The problem is that, so far, no one has developed a good way to estimate the monetary value of natural resources. But now, a group of scholars may have finally come up with a solution. In a paper published Monday in Proceedings of the National Academy of Sciences, they’ve published a formula for computing the price of what they refer to as “natural capital” — including everything from groundwater to forests. And they argue that using this formula will allow policymakers to compare the value of natural capital with the value of more traditional forms of capital, thus encouraging better investments and more sustainable decisions in the future.
“To me, the main reason to worry about this has to do with [the question of] can we measure sustainability, and does it mean anything that’s measurable that can guide policy and progress for the way that we allocate resources?” said the new paper’s lead author Eli Fenichel, a professor in the Yale School of Forestry and Environmental Studies.
He and his colleagues developed their formula using many principles of classical economic theory, closely basing their work on a pricing approach previously developed by economist Dale Jorgenson. The formula takes a number of different factors into account, including the depreciation (or appreciation) of the resource over time and the value of the ecosystem services it provides, such as drinking water, carbon storage or recreation.

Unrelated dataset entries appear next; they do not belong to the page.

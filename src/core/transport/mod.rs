//! Transport layer for the MCP server.
//!
//! This module provides different transport implementations:
//! - **STDIO**: Standard input/output (default for MCP) - feature: `stdio`
//! - **HTTP**: HTTP server with JSON-RPC over POST requests - feature: `http`
//!
//! Each transport handles the connection lifecycle and delegates
//! message processing to the MCP server handler.

mod config;
mod error;
mod service;

#[cfg(feature = "http")]
pub mod http;

#[cfg(feature = "stdio")]
pub mod stdio;

pub use config::TransportConfig;
pub use error::{TransportError, TransportResult};
pub use service::TransportService;

#[cfg(feature = "http")]
pub use config::HttpConfig;
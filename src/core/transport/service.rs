//! Transport service - runs the MCP server on the configured transport.

use tracing::info;

use super::{TransportConfig, TransportResult};
use crate::core::McpServer;

#[cfg(feature = "stdio")]
use super::stdio::StdioTransport;

#[cfg(feature = "http")]
use super::http::HttpTransport;

/// Transport service - manages the transport layer for the MCP server.
pub struct TransportService {
    config: TransportConfig,
}

impl TransportService {
    /// Create a new transport service with the given configuration.
    pub fn new(config: TransportConfig) -> Self {
        Self { config }
    }

    /// Start the transport with the given MCP server.
    ///
    /// This method blocks until the transport is shut down.
    pub async fn run(self, server: McpServer) -> TransportResult<()> {
        info!(
            "Starting {} v{} on {}",
            server.name(),
            server.version(),
            self.config.description()
        );

        match self.config {
            #[cfg(feature = "stdio")]
            TransportConfig::Stdio => StdioTransport::run(server).await,
            #[cfg(feature = "http")]
            TransportConfig::Http(cfg) => HttpTransport::new(cfg).run(server).await,
        }
    }
}
//! Domains module containing business logic organized by bounded contexts.
//!
//! - `openwebui` - the upstream REST API
//! - `tools` - the MCP tool surface built on top of it

pub mod openwebui;
pub mod tools;
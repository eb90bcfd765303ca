//! # ballast-pool
//!
//! Bounded concurrent task pool for Ballast.
//! Runs submitted workloads under a fixed worker-slot ceiling with
//! declared-memory admission accounting and per-task time budgets.
//!
//! ## Features
//!
//! - Strict FIFO admission with aggregate declared-memory accounting
//! - Per-task time budgets with cooperative cancellation
//! - Graceful (drain) and immediate (discard) shutdown
//! - Per-task handles for joining terminal outcomes
//! - Completion events for the observability layer

pub mod guard;
pub mod handle;
pub mod pool;
pub mod state;
pub mod task;
pub mod workload;

mod worker;

// Pool
pub use pool::{OversizedPolicy, PoolStats, TaskPool, TaskPoolConfig, TaskStatus};

// Task system
pub use handle::TaskHandle;
pub use state::TaskState;
pub use task::{Task, TaskId, TaskResult};
pub use workload::{FnWorkload, Workload};

// Resource accounting
pub use guard::MemoryLedger;

// Foundation re-exports for downstream convenience
pub use ballast_foundation::{
    Error, EventBus, EventCategory, EventFilter, EventListener, EventSeverity, PoolEvent, Result,
};

// Workloads receive this token for cooperative cancellation
pub use tokio_util::sync::CancellationToken;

Economists have frequently attempted to place monetary values on “ecosystem services,” which are closely related to — but not identical to — the value of natural capital. The difference between the two is similar to the difference between income and wealth, Fenichel said.
“Income is the money you have in your wallet at the moment,” he said. “Your wealth is whatever you have in the bank account, 401(k), your stocks, your house — a broad set of assets you have that contribute to your overall wealth.”
It’s important to remember that selling off some of your wealth — selling a home, for example — can temporarily increase your income, but the overall value of all your capital will have decreased, Fenichel pointed out. The same relationship is true for ecosystem services and natural capital. If you have a limited supply of water, for instance, and you use half of it, you will immediately benefit from using the water — but your overall supply of water will have diminished.
“Ecosystem services, or ‘ecosystem income,’ is sort of a flow measure, where natural capital or wealth is a stock measure,” Fenichel said. Keeping such relationships in mind is important for policymakers if they want to be sure their use of a resource is sustainable — and is a major reason calculating the value of natural capital, instead of just the value of a service it provides, is important.
In fact, to illustrate their work’s significance, Fenichel and his colleagues conducted a case study on a specific piece of natural capital: a groundwater body in Kansas known as the High Plains Aquifer. The water from this aquifer is used almost entirely for agriculture and its use has been carefully recorded by the state, factors that made it ideal for a simple example.
The researchers applied their formula to the aquifer and the amount of water humans have removed from it between 1996 and 2005. Taking into account a myriad of different factors, including changes in the technology humans use to remove and distribute the water and the amount by which the water stock declined over time, they ultimately concluded that the value of the aquifer fell at a rate of approximately $110 million per year during the study period.
The researchers noted that one particular technological change during the study period — the adoption of a new “highly efficient” nozzle by farmers for spraying water — actually had the effect of making water seem less scarce than it actually was. They argue that the adoption of this technology actually contributed to the aquifer’s dramatic yearly declines in value.
It’s an example that illustrates “the importance of how institutions, technology and other factors shape the dividend flows from natural capital and the economic program,” the authors write in the paper. “By failing to anticipate and mitigate the perverse consequences of the technological transition, statewide ‘investments’ in improved technology actually destroyed wealth.”
It’s important not to get too hung up on the numbers in this particular example, though, Fenichel cautioned. The whole idea behind the formula is that different resources — and even the same type of resource in different locations — will have different values depending on a variety of circumstances. An aquifer in California might have a totally different value than the one in Kansas, for instance, depending on how it’s used and what kinds of other external factors might affect it over time.
What’s most important is that the new paper has laid a framework that allows natural capital to be compared, in monetary terms, with more traditional forms of capital, opening the door for policymakers to make better informed decisions about where they make investments. And if natural resources can be shown to have great economic value, then policymakers might be more inclined to invest in protecting them.
“I think this is actually one of the great challenges for sustainability, generally speaking, which is how do we make these allocation decisions,” Fenichel said. “I don’t think our paper tells you how to make them. What we’re saying is if we’re going to make informed and defensible decisions, we need to be measuring all bits of the capital that we’re using — and we’re laying out a framework for doing it.”